Cela dit, les analystes de l’Institut marocain d’intelligence stratégique restent convaincus que dans un domaine aussi stratégique pour le Maroc, qu’est le portuaire et la logistique, la création d’une plateforme d’échanges de matières premières basée sur la technologie de la chaîne de blocs pourrait donner une longueur d’avance à la deuxième région industrielle du Royaume. La concrétisation de cette vision permettrait de faire de Tanger non seulement un « havre numérique », mais également un pôle d’innovation qui met en valeur son statut de hub logistique et industriel, renforçant également sa connectivité et son rayonnement, avec des effets d’entraînement au niveau national et international.

3 questions à Abdelmalek Alaoui

Tanger Med, une couche de «soft infrastructures» pour préserver l’attractivité

«Il faut donc aller plus vite et voir plus loin»

Concurrence, financement et défis…Abdelmalek Alaoui, président de l’Institut Marocain d’Intelligence Stratégique (IMIS), nous parle de la concrétisation de ce projet.

- Dans votre étude, vous avez abordé la rude concurrence à laquelle est confronté Tanger Med.
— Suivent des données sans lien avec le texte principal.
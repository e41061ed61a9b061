//! Image path, format and label handling
//!
//! Relative image paths are written by the author relative to the markdown
//! source, while LaTeX resolves them relative to where the `.tex` file is
//! compiled. Projects where those directories differ configure prefix
//! rewrites through [`ImagePathPolicy`]; nothing is rewritten by default.

use std::borrow::Cow;
use std::path::Path;

/// Replace a leading `from` with `to` in relative image paths.
#[derive(Debug, Clone, PartialEq, Eq)]
pub struct PathRewrite {
    pub from: String,
    pub to: String,
}

/// Ordered prefix rewrites applied to relative image paths.
#[derive(Debug, Clone, Default, PartialEq, Eq)]
pub struct ImagePathPolicy {
    rewrites: Vec<PathRewrite>,
}

impl ImagePathPolicy {
    pub fn new() -> Self {
        Self::default()
    }

    pub fn with_rewrite(mut self, from: impl Into<String>, to: impl Into<String>) -> Self {
        self.rewrites.push(PathRewrite {
            from: from.into(),
            to: to.into(),
        });
        self
    }

    pub fn rewrites(&self) -> &[PathRewrite] {
        &self.rewrites
    }

    /// Apply the first matching rewrite. Absolute paths are never touched.
    pub fn resolve<'a>(&self, url: &'a str) -> Cow<'a, str> {
        if Path::new(url).is_absolute() {
            return Cow::Borrowed(url);
        }
        self.rewrites
            .iter()
            .find_map(|rule| {
                url.strip_prefix(rule.from.as_str())
                    .map(|rest| Cow::Owned(format!("{}{rest}", rule.to)))
            })
            .unwrap_or(Cow::Borrowed(url))
    }
}

/// How well a LaTeX engine handles an image file type.
#[derive(Debug, Clone, PartialEq, Eq)]
pub enum ImageFormat {
    /// Included by `graphicx` as is
    Native,
    /// Known format that usually needs converting first
    NeedsConversion { reason: &'static str },
    /// Unrecognized or missing extension
    Unknown { extension: String },
}

impl ImageFormat {
    pub fn classify(url: &str) -> Self {
        let extension = Path::new(url)
            .extension()
            .and_then(|ext| ext.to_str())
            .map(str::to_ascii_lowercase)
            .unwrap_or_default();

        match extension.as_str() {
            "pdf" | "png" | "jpg" | "jpeg" => ImageFormat::Native,
            "bmp" => ImageFormat::NeedsConversion {
                reason: "BMP images may need to be converted to PNG",
            },
            "tiff" | "tif" => ImageFormat::NeedsConversion {
                reason: "TIFF images may need to be converted to PNG",
            },
            "gif" => ImageFormat::NeedsConversion {
                reason: "GIF images may need to be converted to PNG",
            },
            "webp" => ImageFormat::NeedsConversion {
                reason: "WebP images may need to be converted to PNG",
            },
            _ => ImageFormat::Unknown { extension },
        }
    }

    pub fn is_native(&self) -> bool {
        matches!(self, ImageFormat::Native)
    }

    /// Human readable note for formats that are not natively supported.
    pub fn warning(&self) -> Option<String> {
        match self {
            ImageFormat::Native => None,
            ImageFormat::NeedsConversion { reason } => Some((*reason).to_string()),
            ImageFormat::Unknown { extension } if extension.is_empty() => {
                Some("image has no file extension, use PNG or JPEG".to_string())
            }
            ImageFormat::Unknown { extension } => Some(format!(
                "unknown image format .{extension}, use PNG or JPEG"
            )),
        }
    }
}

/// Derive a `\label` key from alt text: lowercase, non-alphanumerics to `_`.
pub fn figure_label(alt: &str) -> String {
    alt.to_lowercase()
        .chars()
        .map(|ch| if ch.is_ascii_alphanumeric() { ch } else { '_' })
        .collect()
}
//! Construct config and document template resolution
//!
//! Construct configs are flat `construct → template` maps. Three ship with
//! the crate (`default`, `chinese`, `academic`); any other name is read as a
//! path with the `config` crate, so TOML, YAML and JSON files all work.
//! Document templates resolve the same way against `basic`, `academic` and
//! `chinese_book`.
//!
//! Resolution never fails. Anything missing or unreadable is logged and
//! replaced by the nearest built-in.

use crate::template::{DocumentTemplate, TemplateSet};
use config::{Config, ConfigError, File, FileFormat};
use std::collections::HashMap;
use std::fs;
use std::path::Path;
use tracing::{debug, warn};

/// Flat construct name to template text map.
pub type ConfigMap = HashMap<String, String>;

pub const DEFAULT_CONFIG: &str = "default";
pub const DEFAULT_TEMPLATE: &str = "basic";

const BUILTIN_CONFIGS: [(&str, &str); 3] = [
    (DEFAULT_CONFIG, include_str!("../configs/default.toml")),
    ("chinese", include_str!("../configs/chinese.toml")),
    ("academic", include_str!("../configs/academic.toml")),
];

const BUILTIN_TEMPLATES: [(&str, &str); 3] = [
    (DEFAULT_TEMPLATE, include_str!("../templates/basic.tex")),
    ("academic", include_str!("../templates/academic.tex")),
    ("chinese_book", include_str!("../templates/chinese_book.tex")),
];

/// Where construct templates come from.
#[derive(Debug, Clone, PartialEq, Eq)]
pub enum ConfigSource {
    /// Built-in config name or path to a config file
    Named(String),
    /// In-memory map, used as given
    Literal(ConfigMap),
}

impl Default for ConfigSource {
    fn default() -> Self {
        ConfigSource::Named(DEFAULT_CONFIG.to_string())
    }
}

impl From<&str> for ConfigSource {
    fn from(name: &str) -> Self {
        ConfigSource::Named(name.to_string())
    }
}

impl From<ConfigMap> for ConfigSource {
    fn from(map: ConfigMap) -> Self {
        ConfigSource::Literal(map)
    }
}

/// Where the document wrapper comes from.
#[derive(Debug, Clone, PartialEq, Eq)]
pub enum TemplateSource {
    /// Built-in template name or path to a `.tex` file
    Named(String),
    /// Template text, must contain the content marker
    Literal(String),
}

impl Default for TemplateSource {
    fn default() -> Self {
        TemplateSource::Named(DEFAULT_TEMPLATE.to_string())
    }
}

impl From<&str> for TemplateSource {
    fn from(name: &str) -> Self {
        TemplateSource::Named(name.to_string())
    }
}

/// Names of the configs embedded in the crate.
pub fn builtin_configs() -> Vec<&'static str> {
    BUILTIN_CONFIGS.iter().map(|(name, _)| *name).collect()
}

/// Names of the document templates embedded in the crate.
pub fn builtin_templates() -> Vec<&'static str> {
    BUILTIN_TEMPLATES.iter().map(|(name, _)| *name).collect()
}

fn builtin_config(name: &str) -> Option<&'static str> {
    BUILTIN_CONFIGS
        .iter()
        .find(|(builtin, _)| *builtin == name)
        .map(|(_, text)| *text)
}

fn builtin_template(name: &str) -> Option<&'static str> {
    BUILTIN_TEMPLATES
        .iter()
        .find(|(builtin, _)| *builtin == name)
        .map(|(_, text)| *text)
}

fn parse_embedded(text: &str) -> Result<ConfigMap, ConfigError> {
    Config::builder()
        .add_source(File::from_str(text, FileFormat::Toml))
        .build()?
        .try_deserialize()
}

fn read_config_file(path: &Path) -> Result<ConfigMap, ConfigError> {
    Config::builder()
        .add_source(File::from(path).required(true))
        .build()?
        .try_deserialize()
}

fn default_map() -> ConfigMap {
    match builtin_config(DEFAULT_CONFIG).map(parse_embedded) {
        Some(Ok(map)) => map,
        Some(Err(err)) => {
            warn!("built-in default config is unreadable ({err}); using built-in templates");
            ConfigMap::new()
        }
        None => ConfigMap::new(),
    }
}

/// Load a named or path config.
///
/// Every config other than `default` is merged over `default`, with its own
/// entries winning.
pub fn load_config_map(name: &str) -> ConfigMap {
    if name == DEFAULT_CONFIG {
        return default_map();
    }

    let loaded = match builtin_config(name) {
        Some(text) => {
            debug!(config = name, "using built-in config");
            parse_embedded(text)
        }
        None => {
            let path = Path::new(name);
            if !path.exists() {
                warn!(
                    "config file {} does not exist, using the default config",
                    path.display()
                );
                return default_map();
            }
            debug!(path = %path.display(), "reading config file");
            read_config_file(path)
        }
    };

    match loaded {
        Ok(overlay) => {
            let mut merged = default_map();
            merged.extend(overlay);
            merged
        }
        Err(err) => {
            warn!("failed to load config {name}: {err}; using the default config");
            default_map()
        }
    }
}

/// Resolve `source` to a flat map, applying `overrides` last.
pub fn resolve_config_map(source: &ConfigSource, overrides: Option<&ConfigMap>) -> ConfigMap {
    let mut map = match source {
        ConfigSource::Named(name) => load_config_map(name),
        ConfigSource::Literal(map) => map.clone(),
    };
    if let Some(overrides) = overrides {
        map.extend(overrides.iter().map(|(k, v)| (k.clone(), v.clone())));
    }
    map
}

/// Resolve `source` and `overrides` to a typed template set.
pub fn resolve_config(source: &ConfigSource, overrides: Option<&ConfigMap>) -> TemplateSet {
    TemplateSet::from_map(&resolve_config_map(source, overrides))
}

fn parse_or_skeleton(origin: &str, text: &str) -> DocumentTemplate {
    DocumentTemplate::parse(text).unwrap_or_else(|err| {
        warn!("{origin}: {err}, using the built-in skeleton");
        DocumentTemplate::skeleton()
    })
}

/// Resolve a document template.
///
/// A missing path falls back to `basic`; an unreadable file or one without
/// the content marker falls back to the minimal skeleton.
pub fn resolve_template(source: &TemplateSource) -> DocumentTemplate {
    match source {
        TemplateSource::Literal(text) => parse_or_skeleton("inline template", text),
        TemplateSource::Named(name) => {
            if let Some(text) = builtin_template(name) {
                debug!(template = %name, "using built-in document template");
                return parse_or_skeleton(name, text);
            }
            let path = Path::new(name);
            if !path.exists() {
                warn!(
                    "template file {} does not exist, using the {DEFAULT_TEMPLATE} template",
                    path.display()
                );
                return resolve_template(&TemplateSource::default());
            }
            match fs::read_to_string(path) {
                Ok(text) => parse_or_skeleton(name, &text),
                Err(err) => {
                    warn!(
                        "failed to read template {}: {err}, using the built-in skeleton",
                        path.display()
                    );
                    DocumentTemplate::skeleton()
                }
            }
        }
    }
}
Qu’est-ce qui distingue ce port en particulier et qui sont les concurrents régionaux qui le menacent le plus ?

- La concurrence est une donnée essentielle pour le positionnement rénové de Tanger Med. Il y a, bien entendu, le concurrent historique au Nord qu’est Algeciras, mais ce dernier est relativement bloqué par les limites de son assiette foncière disponible. Il y a également les nouveaux entrants, notamment en Algérie où un mega projet avec les Chinois doit voir le jour dans la localité de Cherchell à 100 km d’Alger même s’il a pris du retard.

Aujourd’hui, Tanger Med est le premier port d’Afrique et le 35ème mondial pour les containers, traitant 7 millions de passagers et 700.000 camions. Mais avec les évolutions des chaînes de valeur mondiales, il y a une place à prendre qui créera des externalités positives pour l’industrie marocaine et le commerce régional. Il faut donc aller plus vite et voir plus loin.
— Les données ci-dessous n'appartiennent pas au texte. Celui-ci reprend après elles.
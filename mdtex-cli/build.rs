use clap::{Arg, ArgAction, Command, ValueHint};
use clap_complete::{generate_to, shells::*};
use std::env;
use std::io::Error;

// Mirror of the command tree in src/main.rs
// Build scripts can't access src/ modules, so the flags are repeated here
fn render_args() -> [Arg; 4] {
    [
        Arg::new("from")
            .long("from")
            .help("Input tokenizer")
            .value_parser(["markdown", "tokens"]),
        Arg::new("config-name")
            .long("config-name")
            .help("Construct config name or path")
            .value_hint(ValueHint::FilePath),
        Arg::new("template")
            .long("template")
            .help("Document template name or path")
            .value_hint(ValueHint::FilePath),
        Arg::new("no-escape")
            .long("no-escape")
            .help("Do not escape LaTeX metacharacters in text")
            .action(ArgAction::SetTrue),
    ]
}

fn main() -> Result<(), Error> {
    let outdir = match env::var_os("OUT_DIR") {
        None => return Ok(()),
        Some(outdir) => outdir,
    };

    let mut cmd = Command::new("mdtex")
        .version(env!("CARGO_PKG_VERSION"))
        .about("Template-driven Markdown to LaTeX converter")
        .arg_required_else_help(true)
        .arg(
            Arg::new("config")
                .long("config")
                .help("Path to an mdtex.toml settings file")
                .value_hint(ValueHint::FilePath)
                .global(true),
        )
        .subcommand(
            Command::new("convert")
                .about("Convert one file to LaTeX")
                .arg(
                    Arg::new("input")
                        .required(true)
                        .index(1)
                        .value_hint(ValueHint::FilePath),
                )
                .arg(
                    Arg::new("output")
                        .long("output")
                        .short('o')
                        .value_hint(ValueHint::FilePath),
                )
                .args(render_args())
                .arg(Arg::new("pdf").long("pdf").value_hint(ValueHint::FilePath)),
        )
        .subcommand(
            Command::new("batch")
                .about("Convert many files in parallel")
                .arg(
                    Arg::new("inputs")
                        .required(true)
                        .num_args(1..)
                        .index(1)
                        .value_hint(ValueHint::FilePath),
                )
                .arg(
                    Arg::new("output-dir")
                        .long("output-dir")
                        .value_hint(ValueHint::DirPath),
                )
                .arg(Arg::new("jobs").long("jobs").short('j'))
                .args(render_args()),
        )
        .subcommand(
            Command::new("images")
                .about("Convert images LaTeX cannot include to PNG")
                .arg(
                    Arg::new("paths")
                        .required(true)
                        .num_args(1..)
                        .index(1)
                        .value_hint(ValueHint::AnyPath),
                )
                .arg(
                    Arg::new("output-dir")
                        .long("output-dir")
                        .value_hint(ValueHint::DirPath),
                ),
        )
        .subcommand(Command::new("list").about("List built-in configs and templates"));

    // Generate completions for bash
    generate_to(Bash, &mut cmd, "mdtex", &outdir)?;

    // Generate completions for zsh
    generate_to(Zsh, &mut cmd, "mdtex", &outdir)?;

    // Generate completions for fish
    generate_to(Fish, &mut cmd, "mdtex", &outdir)?;

    println!("cargo:warning=Shell completions generated in {outdir:?}");

    Ok(())
}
- Quelles sont les voies de financement à envisager et quelles sont les perspectives de concrétisation, surtout dans une conjoncture où les investissements sont en quasi-stagnation ?
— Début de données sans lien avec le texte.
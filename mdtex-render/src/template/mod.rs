//! Per-construct templates
//!
//! Every construct the renderer emits is wrapped by a template: LaTeX text
//! with named placeholders such as `<text>` or `<heading_type>`. Templates
//! arrive as a flat `construct → text` map (the on-disk config format) and
//! are parsed into a typed [`TemplateSet`] up front, so a misspelled
//! placeholder is reported when the config loads instead of silently
//! leaking into the output.
//!
//! # Placeholders
//!
//! | construct                | placeholders                                  |
//! |--------------------------|-----------------------------------------------|
//! | `heading`                | `<heading_type>`, `<text>`                    |
//! | `link`                   | `<url>`, `<text>`, `<title>`                  |
//! | `image`                  | `<url>`, `<alt>`, `<label>`, `<title>`        |
//! | `block_code`             | `<code>`                                      |
//! | `block_code_with_lang`   | `<lang>`, `<code>`                            |
//! | `table`                  | `<counter>`, `<alignment>`, `<header>`, `<body>` |
//! | `linebreak`, `softbreak`, `thematic_break`, `blank_line` | none        |
//! | everything else          | `<text>`                                      |

mod document;

pub use document::{DocumentTemplate, CONTENT_MARKER};

use crate::error::TemplateError;
use std::collections::HashMap;
use tracing::{debug, warn};

/// Named value slot inside a template.
#[derive(Debug, Clone, Copy, PartialEq, Eq, Hash)]
pub enum Placeholder {
    Text,
    Url,
    Alt,
    Label,
    Title,
    HeadingType,
    Code,
    Lang,
    Counter,
    Alignment,
    Header,
    Body,
}

impl Placeholder {
    pub fn name(self) -> &'static str {
        match self {
            Placeholder::Text => "text",
            Placeholder::Url => "url",
            Placeholder::Alt => "alt",
            Placeholder::Label => "label",
            Placeholder::Title => "title",
            Placeholder::HeadingType => "heading_type",
            Placeholder::Code => "code",
            Placeholder::Lang => "lang",
            Placeholder::Counter => "counter",
            Placeholder::Alignment => "alignment",
            Placeholder::Header => "header",
            Placeholder::Body => "body",
        }
    }

    pub fn from_name(name: &str) -> Option<Self> {
        let placeholder = match name {
            "text" => Placeholder::Text,
            "url" => Placeholder::Url,
            "alt" => Placeholder::Alt,
            "label" => Placeholder::Label,
            "title" => Placeholder::Title,
            "heading_type" => Placeholder::HeadingType,
            "code" => Placeholder::Code,
            "lang" => Placeholder::Lang,
            "counter" => Placeholder::Counter,
            "alignment" => Placeholder::Alignment,
            "header" => Placeholder::Header,
            "body" => Placeholder::Body,
            _ => return None,
        };
        Some(placeholder)
    }
}

/// A configurable output construct.
#[derive(Debug, Clone, Copy, PartialEq, Eq, Hash)]
pub enum Construct {
    Text,
    Emphasis,
    Strong,
    Link,
    Image,
    Codespan,
    Linebreak,
    Softbreak,
    InlineMath,
    Paragraph,
    Heading,
    BlockText,
    BlockCode,
    BlockCodeWithLang,
    BlockQuote,
    BlockMath,
    ThematicBreak,
    BlankLine,
    ListItem,
    OrderedList,
    UnorderedList,
    Table,
}

impl Construct {
    pub const ALL: [Construct; 22] = [
        Construct::Text,
        Construct::Emphasis,
        Construct::Strong,
        Construct::Link,
        Construct::Image,
        Construct::Codespan,
        Construct::Linebreak,
        Construct::Softbreak,
        Construct::InlineMath,
        Construct::Paragraph,
        Construct::Heading,
        Construct::BlockText,
        Construct::BlockCode,
        Construct::BlockCodeWithLang,
        Construct::BlockQuote,
        Construct::BlockMath,
        Construct::ThematicBreak,
        Construct::BlankLine,
        Construct::ListItem,
        Construct::OrderedList,
        Construct::UnorderedList,
        Construct::Table,
    ];

    /// Key used in config maps.
    pub fn key(self) -> &'static str {
        match self {
            Construct::Text => "text",
            Construct::Emphasis => "emphasis",
            Construct::Strong => "strong",
            Construct::Link => "link",
            Construct::Image => "image",
            Construct::Codespan => "codespan",
            Construct::Linebreak => "linebreak",
            Construct::Softbreak => "softbreak",
            Construct::InlineMath => "inline_math",
            Construct::Paragraph => "paragraph",
            Construct::Heading => "heading",
            Construct::BlockText => "block_text",
            Construct::BlockCode => "block_code",
            Construct::BlockCodeWithLang => "block_code_with_lang",
            Construct::BlockQuote => "block_quote",
            Construct::BlockMath => "block_math",
            Construct::ThematicBreak => "thematic_break",
            Construct::BlankLine => "blank_line",
            Construct::ListItem => "list_item",
            Construct::OrderedList => "ordered_list",
            Construct::UnorderedList => "unordered_list",
            Construct::Table => "table",
        }
    }

    pub fn from_key(key: &str) -> Option<Self> {
        Construct::ALL.into_iter().find(|c| c.key() == key)
    }

    pub fn placeholders(self) -> &'static [Placeholder] {
        use Placeholder as P;
        match self {
            Construct::Heading => &[P::HeadingType, P::Text],
            Construct::Link => &[P::Url, P::Text, P::Title],
            Construct::Image => &[P::Url, P::Alt, P::Label, P::Title],
            Construct::BlockCode => &[P::Code],
            Construct::BlockCodeWithLang => &[P::Lang, P::Code],
            Construct::Table => &[P::Counter, P::Alignment, P::Header, P::Body],
            Construct::Linebreak
            | Construct::Softbreak
            | Construct::ThematicBreak
            | Construct::BlankLine => &[],
            _ => &[P::Text],
        }
    }

    pub fn accepts(self, placeholder: Placeholder) -> bool {
        self.placeholders().contains(&placeholder)
    }

    /// Built-in template used when a config does not provide one.
    pub fn default_template(self) -> &'static str {
        match self {
            Construct::Text => "<text>",
            Construct::Emphasis => "\\emph{<text>}",
            Construct::Strong => "\\textbf{<text>}",
            Construct::Link => "\\href{<url>}{<text>}",
            Construct::Image => {
                "\n\\begin{figure}[H]\n    \\centering\n    \\includegraphics[width=0.8\\textwidth]{<url>}\n    \\caption{<alt>}\n    \\label{fig:<label>}\n\\end{figure}"
            }
            Construct::Codespan => "\\texttt{<text>}",
            Construct::Linebreak => "\\\\",
            Construct::Softbreak => " ",
            Construct::InlineMath => "$<text>$",
            Construct::Paragraph => "\n<text>\n",
            Construct::Heading => "\\<heading_type>{<text>}",
            Construct::BlockText => "<text>",
            Construct::BlockCode => "\n\\begin{verbatim}\n<code>\n\\end{verbatim}",
            Construct::BlockCodeWithLang => {
                "\n\\begin{lstlisting}[language=<lang>]\n<code>\n\\end{lstlisting}"
            }
            Construct::BlockQuote => "\n\\begin{quote}\n<text>\n\\end{quote}",
            Construct::BlockMath => "\n\\begin{equation}\n<text>\n\\end{equation}",
            Construct::ThematicBreak => "\\noindent\\rule{\\textwidth}{1pt}",
            Construct::BlankLine => "\n",
            Construct::ListItem => "\\item <text>",
            Construct::OrderedList => "\n\\begin{enumerate}\n<text>\n\\end{enumerate}",
            Construct::UnorderedList => "\n\\begin{itemize}\n<text>\n\\end{itemize}",
            Construct::Table => {
                "\n\\begin{table}[H]\n    \\centering\n    \\caption{Table <counter>}\n    \\label{tab:table<counter>}\n    \\begin{tabular}{<alignment>}\n        \\hline\n        <header>\n        \\hline\n        <body>\n        \\hline\n    \\end{tabular}\n\\end{table}"
            }
        }
    }
}

#[derive(Debug, Clone, PartialEq, Eq)]
enum Segment {
    Literal(String),
    Slot(Placeholder),
}

/// A parsed template: literal text interleaved with placeholder slots.
#[derive(Debug, Clone, PartialEq, Eq)]
pub struct Template {
    segments: Vec<Segment>,
}

impl Template {
    /// Parse `source` for `construct`.
    ///
    /// `<name>` with `name` made of lowercase letters and underscores is a
    /// placeholder and must be one the construct provides. Anything else in
    /// angle brackets (`<!-- -->`, beamer overlays like `<2>`) is literal.
    pub fn parse(construct: Construct, source: &str) -> Result<Self, TemplateError> {
        let mut segments = Vec::new();
        let mut literal = String::new();
        let mut rest = source;

        while let Some(open) = rest.find('<') {
            literal.push_str(&rest[..open]);
            let after = &rest[open + 1..];
            let name = after
                .find('>')
                .map(|close| &after[..close])
                .filter(|name| is_placeholder_name(name));

            match name {
                Some(name) => {
                    let placeholder = Placeholder::from_name(name)
                        .filter(|p| construct.accepts(*p))
                        .ok_or_else(|| TemplateError::UnknownPlaceholder {
                            construct: construct.key().to_string(),
                            placeholder: name.to_string(),
                        })?;
                    if !literal.is_empty() {
                        segments.push(Segment::Literal(std::mem::take(&mut literal)));
                    }
                    segments.push(Segment::Slot(placeholder));
                    rest = &after[name.len() + 1..];
                }
                None => {
                    literal.push('<');
                    rest = after;
                }
            }
        }
        literal.push_str(rest);
        if !literal.is_empty() {
            segments.push(Segment::Literal(literal));
        }

        Ok(Self { segments })
    }

    /// The built-in template for `construct`.
    pub fn builtin(construct: Construct) -> Self {
        let source = construct.default_template();
        Self::parse(construct, source).unwrap_or_else(|_| Self {
            segments: vec![Segment::Literal(source.to_string())],
        })
    }

    /// Substitute `values` in a single pass.
    ///
    /// Slots without a value render empty; values whose placeholder does not
    /// appear are dropped. Substituted text is never scanned again.
    pub fn render(&self, values: &[(Placeholder, &str)]) -> String {
        let mut out = String::new();
        for segment in &self.segments {
            match segment {
                Segment::Literal(text) => out.push_str(text),
                Segment::Slot(placeholder) => {
                    if let Some((_, value)) = values.iter().find(|(p, _)| p == placeholder) {
                        out.push_str(value);
                    }
                }
            }
        }
        out
    }

    pub fn uses(&self, placeholder: Placeholder) -> bool {
        self.segments
            .iter()
            .any(|segment| *segment == Segment::Slot(placeholder))
    }
}

fn is_placeholder_name(name: &str) -> bool {
    !name.is_empty() && name.bytes().all(|b| b.is_ascii_lowercase() || b == b'_')
}

/// Templates for every construct.
///
/// Lookup never fails: constructs the config left out keep their built-in
/// template.
#[derive(Debug, Clone, PartialEq, Eq)]
pub struct TemplateSet {
    templates: HashMap<Construct, Template>,
}

impl TemplateSet {
    /// Build from a flat `construct → template` map.
    ///
    /// Unknown keys are ignored; entries that fail to parse keep the
    /// built-in template and are reported as warnings.
    pub fn from_map(map: &HashMap<String, String>) -> Self {
        let mut set = Self::default();
        let mut keys: Vec<_> = map.keys().collect();
        keys.sort();
        for key in keys {
            let Some(construct) = Construct::from_key(key) else {
                debug!(key = %key, "ignoring config entry for unknown construct");
                continue;
            };
            match Template::parse(construct, &map[key]) {
                Ok(template) => set.set(construct, template),
                Err(err) => warn!("{err}; keeping the built-in template"),
            }
        }
        set
    }

    pub fn get(&self, construct: Construct) -> &Template {
        // Every construct is inserted by `Default`.
        &self.templates[&construct]
    }

    pub fn set(&mut self, construct: Construct, template: Template) {
        self.templates.insert(construct, template);
    }

    /// Render `construct` with `values`.
    pub fn fill(&self, construct: Construct, values: &[(Placeholder, &str)]) -> String {
        self.get(construct).render(values)
    }
}

impl Default for TemplateSet {
    fn default() -> Self {
        let templates = Construct::ALL
            .into_iter()
            .map(|construct| (construct, Template::builtin(construct)))
            .collect();
        Self { templates }
    }
}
- Les investissements du «monde d’avant» sont effectivement en stagnation. En revanche, ceux dévolus au «monde d’après» qui sera plus écologique et plus digital sont très dynamiques et abondants. En ce domaine, il s’agit surtout de cristalliser les efforts pour atteindre la taille critique. Ce projet est tout à fait finançable et «bankable», selon notre analyse.

- La concrétisation de ce projet se heurte à des défis d’ordre juridiques et fiscaux. Pouvez-vous nous expliquer ce volet davantage et comment peut-on y remédier ?

- Tous les projets innovants nécessitent un arsenal législatif et réglementaire adapté. Le Maroc ne fait pas exception et doit s’inscrire dans une dynamique de mise à jour de son cadre juridique. Quant à l’impact fiscal, il est au contraire très positif, même avec des incentives agressives pour démarrer le projet. De toutes les manières, la marge de manoeuvre est limitée depuis que le Maroc est sorti de la liste grise de l’Union Européenne à l’hiver dernier.